Anfang Dezember 2012 verhandeln die Staaten der Vereinten Nationen über eine Novellierung des wichtigsten internationalen Vertragswerks für die globale Telekommunikation: der International Telecommunication Regulations. Den institutionellen Rahmen dafür bildet die International Telecommunication Union, eine Sonderorganisation der VN. Als größter Binnenmarkt der Welt hat sich gerade auch die Europäische Union in der internationalen Netzpolitik zu positionieren. Die derzeit in Arbeit befindliche Cyber-Strategie für die EU sollte den bestehenden Multistakeholder-Ansatz weiterentwickeln. Die Prinzipien der Netzneutralität sowie der Zugangs- und Nutzungsfreiheit gilt es in den Mittelpunkt einer europäischen Cyber-Außenpolitik zu stellen.

Im Dezember 2012 findet eine Versammlung der International Telecommunication Union (ITU) statt, bei der Vertreter aus 193 Ländern die International Telecommunication Regulations (ITRs) von 1988 neu verhandeln werden. Die Grenzen zwischen Internet und Telefonnetz haben sich längst verwischt: Das (leitungsvermittelte) Telefon-Festnetz wird auch zur Übertragung von (paketvermittelten) Internet-Daten verwendet; umgekehrt kann über das Internet telefoniert werden (Voice over IP). Telefonnetze sind praktisch als Teil des Internets zu betrachten. Die Digitalisierung und die paketvermittelte Übertragung von Daten auch in der Telefonie haben Infrastruktur und Endgeräte multifunktional werden lassen. Internetfähige Mobiltelefone machen die Unterscheidung zwischen Computer und Handy weitgehend hinfällig.
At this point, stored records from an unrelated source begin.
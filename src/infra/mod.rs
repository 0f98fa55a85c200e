// ============================================================
// Layer 6 — Infrastructure Layer
// ============================================================
// File formats and output sinks shared by the use cases:
//
//   vocab.rs         — word ↔ id mapping built from corpus counts,
//                      saved as "word\tcount" lines. Id 0 is UNK.
//
//   word_vectors.rs  — pre-trained embeddings in the text word2vec
//                      layout, realigned to a vocabulary and
//                      turned into the reader's embedding tensor.
//
//   config_store.rs  — ReaderConfig and report JSON files.
//
//   metrics.rs       — per-example score CSV.
//
// Reference: Rust Book §7 (Modules)
//            Rust Book §9 (Error Handling with anyhow)

/// Vocabulary building, encoding and persistence
pub mod vocab;

/// Word vector loading, alignment and saving
pub mod word_vectors;

/// JSON config and report persistence
pub mod config_store;

/// Score CSV logger
pub mod metrics;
Wie die Telekommunikationsnetze global reguliert werden, ist in der Staatengemeinschaft durchaus strittig. Auch von der Positionierung der EU als größtem Binnenmarkt der Welt wird es abhängen, ob und wie dieser Konflikt gelöst werden kann.

Staatliche Netzmonopole

Wer die Telekommunikations-Infrastruktur kontrolliert, hat erheblichen Einfluss auf die Verbreitung von Informationen und Meinungen, die über diese Netze vermittelt werden. Staatliche Akteure wie Regierungen, Militär und Geheimdienste streben aus diesem Grund danach, Telekommunikationsnetze unter ihre Aufsicht zu bringen. Staaten mit einer schlechten Bilanz bei Menschen- und Bürgerrechten sind regelmäßig auch jene, die Internet und Mobilfunknetze am stärksten überwachen. Die Nichtregierungsorganisation »Reporter ohne Grenzen« zählt in ihrem Bericht von März 2012 folgende zwölf Staaten zu den »Feinden des Internets«: Bahrain, Belarus, Birma, China, Kuba, Iran, Nordkorea, Saudi-Arabien, Syrien, Turkmenistan, Usbekistan und Vietnam.
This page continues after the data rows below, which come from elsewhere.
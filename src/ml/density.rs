// ============================================================
// Layer 5 — Density Region Search
// ============================================================
// Built-in RegionSearch used by the min_density_hard jump.
//
// Row density is the best match score of a document row over the
// query window. Inside the glimpse window the scan looks for the
// first row that reaches the threshold, then grows the window
// while the following rows keep reaching it:
//
//   density:   .1  .2  .8  .9  .7  .1  .3
//   threshold: .5        ┌──────────┐
//   glimpse:   [────────────────────────)
//   jump:              [2, 3 rows)
//
// If no row qualifies, the jump lands just past the scanned
// window with zero length; when that is the document end, the
// controller's overflow check stops the example.

use crate::domain::location::{Location, SizePair};
use crate::domain::match_grid::MatchGrid;
use crate::domain::traits::RegionSearch;

#[derive(Debug, Clone, Copy, Default)]
pub struct DensityScan;

impl RegionSearch for DensityScan {
    fn search(
        &self,
        grid:            &MatchGrid,
        sizes:           &[SizePair],
        glimpse:         &[Location],
        min_density:     &[f32],
        min_jump_offset: usize,
    ) -> Vec<Location> {
        glimpse
            .iter()
            .enumerate()
            .map(|(i, loc)| scan_one(grid, i, sizes[i], loc, min_density[i], min_jump_offset))
            .collect()
    }
}

fn scan_one(
    grid:            &MatchGrid,
    example:         usize,
    size:            SizePair,
    loc:             &Location,
    threshold:       f32,
    min_jump_offset: usize,
) -> Location {
    let doc_len        = size.doc.min(grid.dims()[1]);
    let (start, _)     = loc.doc_window();
    let end            = loc.doc_end().min(doc_len);
    let (q_start, _)   = loc.query_window();
    let q_end          = loc.query_end();
    let dense = |row: usize| grid.row_density(example, row, q_start, q_end) >= threshold;

    match (start..end).find(|&row| dense(row)) {
        Some(first) => {
            let mut stop = first + 1;
            while stop < end && dense(stop) {
                stop += 1;
            }
            let len = (stop - first).max(min_jump_offset).min(doc_len - first);
            Location::new(first as f32, loc.q_start, len as f32, loc.q_offset)
        }
        None => Location::new(end.max(start) as f32, loc.q_start, 0.0, loc.q_offset),
    }
}

/// Per-example thresholds.
///
/// With `use_ratio` the configured value is a ratio r and the
/// threshold becomes mean + (max - mean) * r over the row
/// densities of the valid document rows.
pub fn density_thresholds(
    grid:        &MatchGrid,
    sizes:       &[SizePair],
    min_density: f32,
    use_ratio:   bool,
) -> Vec<f32> {
    if !use_ratio {
        return vec![min_density; sizes.len()];
    }
    let [_, doc_len, q_len] = grid.dims();
    sizes
        .iter()
        .enumerate()
        .map(|(i, size)| {
            let rows = size.doc.min(doc_len);
            let cols = size.query.min(q_len);
            if rows == 0 || cols == 0 {
                return min_density;
            }
            let densities: Vec<f32> = (0..rows).map(|r| grid.row_density(i, r, 0, cols)).collect();
            let mean = densities.iter().sum::<f32>() / rows as f32;
            let max  = densities.iter().copied().fold(f32::NEG_INFINITY, f32::max);
            (max - mean) * min_density + mean
        })
        .collect()
}

// ─── Unit Tests ───────────────────────────────────────────────────────────────
#[cfg(test)]
mod tests {
    use super::*;

    // One example, 7 doc rows, 2 query columns. Row densities are
    // .1 .2 .8 .9 .7 .1 .3
    fn grid() -> MatchGrid {
        let values = vec![
            0.1, 0.0,
            0.2, 0.1,
            0.0, 0.8,
            0.9, 0.2,
            0.7, 0.7,
            0.1, 0.0,
            0.0, 0.3,
        ];
        MatchGrid::new(values, [1, 7, 2]).unwrap()
    }

    fn whole_doc() -> Location {
        Location::new(0.0, 0.0, 7.0, 2.0)
    }

    #[test]
    fn test_finds_first_dense_run() {
        let out = DensityScan.search(&grid(), &[SizePair::new(7, 2)], &[whole_doc()], &[0.5], 1);
        assert_eq!(out[0], Location::new(2.0, 0.0, 3.0, 2.0));
    }

    #[test]
    fn test_min_jump_offset_widens_window() {
        let out = DensityScan.search(&grid(), &[SizePair::new(7, 2)], &[whole_doc()], &[0.85], 2);
        // only row 3 qualifies, widened to 2 rows
        assert_eq!(out[0], Location::new(3.0, 0.0, 2.0, 2.0));
    }

    #[test]
    fn test_widening_stops_at_document_end() {
        let loc = Location::new(5.0, 0.0, 2.0, 2.0);
        let out = DensityScan.search(&grid(), &[SizePair::new(7, 2)], &[loc], &[0.25], 5);
        assert_eq!(out[0], Location::new(6.0, 0.0, 1.0, 2.0));
    }

    #[test]
    fn test_no_match_skips_past_window() {
        let loc  = Location::new(0.0, 0.0, 2.0, 2.0);
        let size = SizePair::new(7, 2);
        let out  = DensityScan.search(&grid(), &[size], &[loc], &[0.5], 1);
        assert_eq!(out[0], Location::new(2.0, 0.0, 0.0, 2.0));

        // scanning to the end with nothing found overflows
        let out = DensityScan.search(&grid(), &[size], &[whole_doc()], &[5.0], 1);
        assert!(out[0].overflows(size));
    }

    #[test]
    fn test_ratio_threshold() {
        let sizes = [SizePair::new(7, 2)];
        let t = density_thresholds(&grid(), &sizes, 0.0, true);
        // ratio 0 → plain mean of the densities
        let mean = (0.1 + 0.2 + 0.8 + 0.9 + 0.7 + 0.1 + 0.3) / 7.0;
        assert!((t[0] - mean).abs() < 1e-6);

        let t = density_thresholds(&grid(), &sizes, 1.0, true);
        assert!((t[0] - 0.9).abs() < 1e-6);

        let t = density_thresholds(&grid(), &sizes, 0.4, false);
        assert_eq!(t, vec![0.4]);
    }
}
// ============================================================
// Layer 5 — Glimpse Policy
// ============================================================
// Proposes the next candidate window g_{t+1} from the last jump
// location j_t. Pure function of the location and the valid
// sizes; no scores are read.
//
//   fix_hard       [start, start + min(size, remaining))
//   all_next_hard  [start, doc_len)
//
// where start = floor(d_start + d_offset) of the last jump, and
// the query window is always the whole valid query.

use crate::domain::location::{floor_index, Location, SizePair};

#[derive(Debug, Clone, Copy, PartialEq)]
pub enum GlimpsePolicy {
    /// Fixed-size forward scan window.
    FixHard { size: usize },
    /// Everything from the jump point to the end of the document.
    AllNextHard,
}

impl GlimpsePolicy {
    pub fn propose(&self, sizes: &[SizePair], locations: &[Location]) -> Vec<Location> {
        sizes
            .iter()
            .zip(locations)
            .map(|(size, loc)| self.propose_one(*size, loc))
            .collect()
    }

    fn propose_one(&self, size: SizePair, loc: &Location) -> Location {
        let start     = floor_index(loc.d_start + loc.d_offset) as i64;
        let remaining = size.doc as i64 - start;
        let d_offset  = match self {
            GlimpsePolicy::FixHard { size: fixed } => remaining.min(*fixed as i64),
            GlimpsePolicy::AllNextHard => remaining,
        };
        // A negative offset only happens past the end; the caller
        // sees the start overflow and freezes the example anyway.
        Location::new(start as f32, 0.0, d_offset as f32, size.query as f32)
    }
}
// ============================================================
// Layer 3 — Domain Layer
// ============================================================
// Pure Rust structs, enums and traits that define what the
// reader talks about: windows over a match matrix, per-example
// sizes, strategy names, errors, and the seams other layers
// plug into.
//
// Rules for this layer:
//   - NO Burn framework types allowed here
//   - NO file I/O
//   - Only plain Rust structs, enums, and traits
//
// Reference: Rust Book §5 (Structs), §10 (Traits)

// Reader error taxonomy
pub mod error;

// Location (reading window) and SizePair (valid lengths)
pub mod location;

// Host-side copy of the match matrix for CPU region search
pub mod match_grid;

// Strategy names parsed once at configuration time
pub mod variants;

// Core abstractions (traits) that other layers implement
pub mod traits;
Vor allem autoritäre Regime kontrollieren das Internet und beschränken die Nutzung neuer Medien in ihrem Herrschaftsbereich. Zum Einsatz kommen dabei Maßnahmen wie die Sperrung einzelner Websites, manuelles oder automatisiertes Filtern des Datenverkehrs, Einschüchterung und Verhaftung von Netzaktivisten, Überwachung von Internet-Cafés, staatlich gesteuerte Hacker-Angriffe auf unliebsame Sites, Aufbau eines zensierten Intranets, Drosselung der Verbindungsgeschwindigkeit oder sogar zeitweiliges Abschalten des gesamten Internets innerhalb eines Staatsgebiets.

Wie weit die regionale Kontrolle von Infrastruktur und Datenverkehr gehen kann, zeigen Beispiele wie China und Iran. Die chinesischen Behörden kontrollieren und zensieren Blogs und andere Webseiten. Sie filtern den Inhalt der Datenpakete mittels einer Zensur-Software (»great firewall«) oder leiten den Datenverkehr von unliebsamen auf regimetreue Websites um. Westliche Online-Kommunikationsplattformen wie Google, Facebook und Twitter werden durch chinesische Angebote mit gleicher Funktion verdrängt. Im Iran entwickeln die Behörden ein eigenes, regimetreues Extranet unter staatlicher Aufsicht; verschlüsselte (SSL/HTTPS-) Verbindungen werden zugleich gesperrt.

Entgegen der landläufigen Auffassung, das Internet sei ein Netz gleichberechtigter Knoten, die einander beliebig ersetzen können, ist es durchaus verwundbar – nicht nur an den Übergängen (Gateways) zwischen seinen Subnetzen. Störungen von Seekabeln, Überlandleitungen oder Satellitenverbindungen können regionale Subnetze vom übrigen Internet trennen und damit die Erreichbarkeit von Netzadressen erheblich beschränken. Diese Schwachpunkte hat etwa das Mubarak-Regime während der politischen Umwälzungen in Ägypten ausgenutzt. In der Nacht vom 27. auf den 28. Januar 2011 wurde die nationale Netzinfrastruktur regelrecht abgeschaltet, indem man die Border Gateway Protocol Router – sozusagen das Verkehrsleitsystem – umprogrammierte. Damit waren die Datenverbindungen von und nach Ägypten unterbrochen (»Kill Switch«).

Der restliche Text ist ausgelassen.